El problema que el cristianismo procura resolver no es si Dios va a perdonar; es saber cómo proceder para que el hombre acepte ese perdón y de ese modo se libere. Supongamos que esté de tal manera corrompido que no quiera aceptar el perdón, o de tal manera inconsciente que ni siquiera sienta la necesidad. ¿Cómo se puede actuar sobre una libertad?

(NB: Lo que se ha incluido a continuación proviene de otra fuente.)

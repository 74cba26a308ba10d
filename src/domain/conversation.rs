// ============================================================
// Layer 3 — Conversation Domain Type
// ============================================================
// A chat conversation in the ShareGPT / SlimOrca layout:
//
//   [
//     {"from": "system", "value": "You are a helpful assistant."},
//     {"from": "human",  "value": "What is 2 + 2?"},
//     {"from": "gpt",    "value": "4"}
//   ]
//
// Only messages from a completion role are trained on when
// train_on_completions_only is set.

use serde::{Deserialize, Serialize};

/// Roles whose messages count as model output.
pub const COMPLETION_ROLES: [&str; 2] = ["gpt", "assistant"];

/// One turn of a conversation.
#[derive(Debug, Clone, PartialEq, Eq, Serialize, Deserialize)]
pub struct Message {
    /// Speaker role, e.g. "system", "human", "gpt"
    pub from: String,

    /// Raw message text
    pub value: String,
}

impl Message {
    pub fn new(from: impl Into<String>, value: impl Into<String>) -> Self {
        Self {
            from:  from.into(),
            value: value.into(),
        }
    }

    /// Whether this message is part of the assistant's response.
    pub fn is_completion(&self) -> bool {
        COMPLETION_ROLES.contains(&self.from.as_str())
    }
}

/// An ordered list of messages.
///
/// `#[serde(transparent)]` lets a bare JSON array deserialize
/// straight into a Conversation.
#[derive(Debug, Clone, Default, PartialEq, Eq, Serialize, Deserialize)]
#[serde(transparent)]
pub struct Conversation {
    pub messages: Vec<Message>,
}

impl Conversation {
    pub fn new(messages: Vec<Message>) -> Self {
        Self { messages }
    }

    pub fn len(&self) -> usize {
        self.messages.len()
    }

    pub fn is_empty(&self) -> bool {
        self.messages.is_empty()
    }
}

#[cfg(test)]
mod tests {
    use super::*;

    #[test]
    fn test_completion_roles() {
        assert!(Message::new("gpt", "hi").is_completion());
        assert!(Message::new("assistant", "hi").is_completion());
        assert!(!Message::new("human", "hi").is_completion());
        assert!(!Message::new("system", "hi").is_completion());
    }

    #[test]
    fn test_deserializes_from_bare_array() {
        let json = r#"[{"from": "human", "value": "hi"}, {"from": "gpt", "value": "hello"}]"#;
        let conv: Conversation = serde_json::from_str(json).unwrap();
        assert_eq!(conv.len(), 2);
        assert_eq!(conv.messages[1], Message::new("gpt", "hello"));
    }
}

Lo fácil para Dios sería vengarse, es decir, suprimir al pecador, pero solo sería una victoria aparente. Se suprimiría al pecador, pero no el pecado. El pecado seguiría siendo lo más fuerte, puesto que el pecador no habría cambiado. Aplastar al pecador sería de hecho confesar la propia debilidad y la propia impotencia. E incluso la propia desinteligencia: Dios se equivocaría de víctima, ya que Su enemigo no es el pecador, sino ciertamente el pecado, del cual el pecador es él mismo la primera víctima.

Lo mismo ocurriría si Dios solo hiciera borrón y cuenta nueva sin tomar en serio la libertad del hombre que decide decirle “no”. Se sabe desde el Antiguo Testamento que Dios es misericordioso y siempre perdona sin condiciones. El gran arte consiste en hacer que nuestra libertad acepte el perdón, transformándola desde adentro. El Nuevo Testamento relata la “economía de la salvación”, es decir, el dispositivo inventado por Dios para liberar la libertad misma: rebajarse de tal manera, hasta morir en la cruz, que nadie pueda sentirse humillado por obedecer a semejante señor… Era necesaria la encarnación para respetar la libertad del hombre.

El cristianismo no es un sistema de coacciones. Su fuerza es la del amor, pero es la única verdadera fuerza. Nada es más exigente que el amor. Este tiene incluso algo de terrible. La Biblia lo dice al final del Cantar de los Cantares, y es preciso tomar totalmente en serio esta declaración: “es fuerte el amor como la Muerte, implacable como el infierno” (8, 6).


Notas:

[1] Marx, Kritic der Hegelschen Rechtsphilosophie, § 282; Werke, Berlín, Dietz, p. 1, t. 237.
[2] Ver mi obra Du Dieu des Chré-tiens et d’un ou deux autres, París, Flammarion, 2008, cap. 7.
[3] Epicteto, Entretiens (Disertaciones), I, VII, 30-32; ed. H. Schenkl, Leipzig, Teubner, 1894, p. 29.
[4] Aristóteles, Ética a Nicómaco, II, 6, 1106 b 36.
[5] Dostoievsky, Los hermanos Karamazov, II, IV, 1; Moscú, ACT, 2004, p. 166. La fórmula se repite cuatro veces más en la novela: II, VI, 2, p. 292; 3, p. 323; IV, XI, 4, p. 592; XII, 13, p. 751.
[6] Platón, Gorgias, 472 e.
[7] Evito decir que Dios es “una persona” para evitar que esta palabra se confunda con las hipóstasis de la Trinidad.
[8] Tomás de Aquino, Summa contra gentiles, III, 122, comienzo.
[9] Ver J. Greisch, Du “non-autre” au “tout autre”. Dieu et l’absolu dans les théologies philosophiques de la modernité, París, P.U.F., 2013.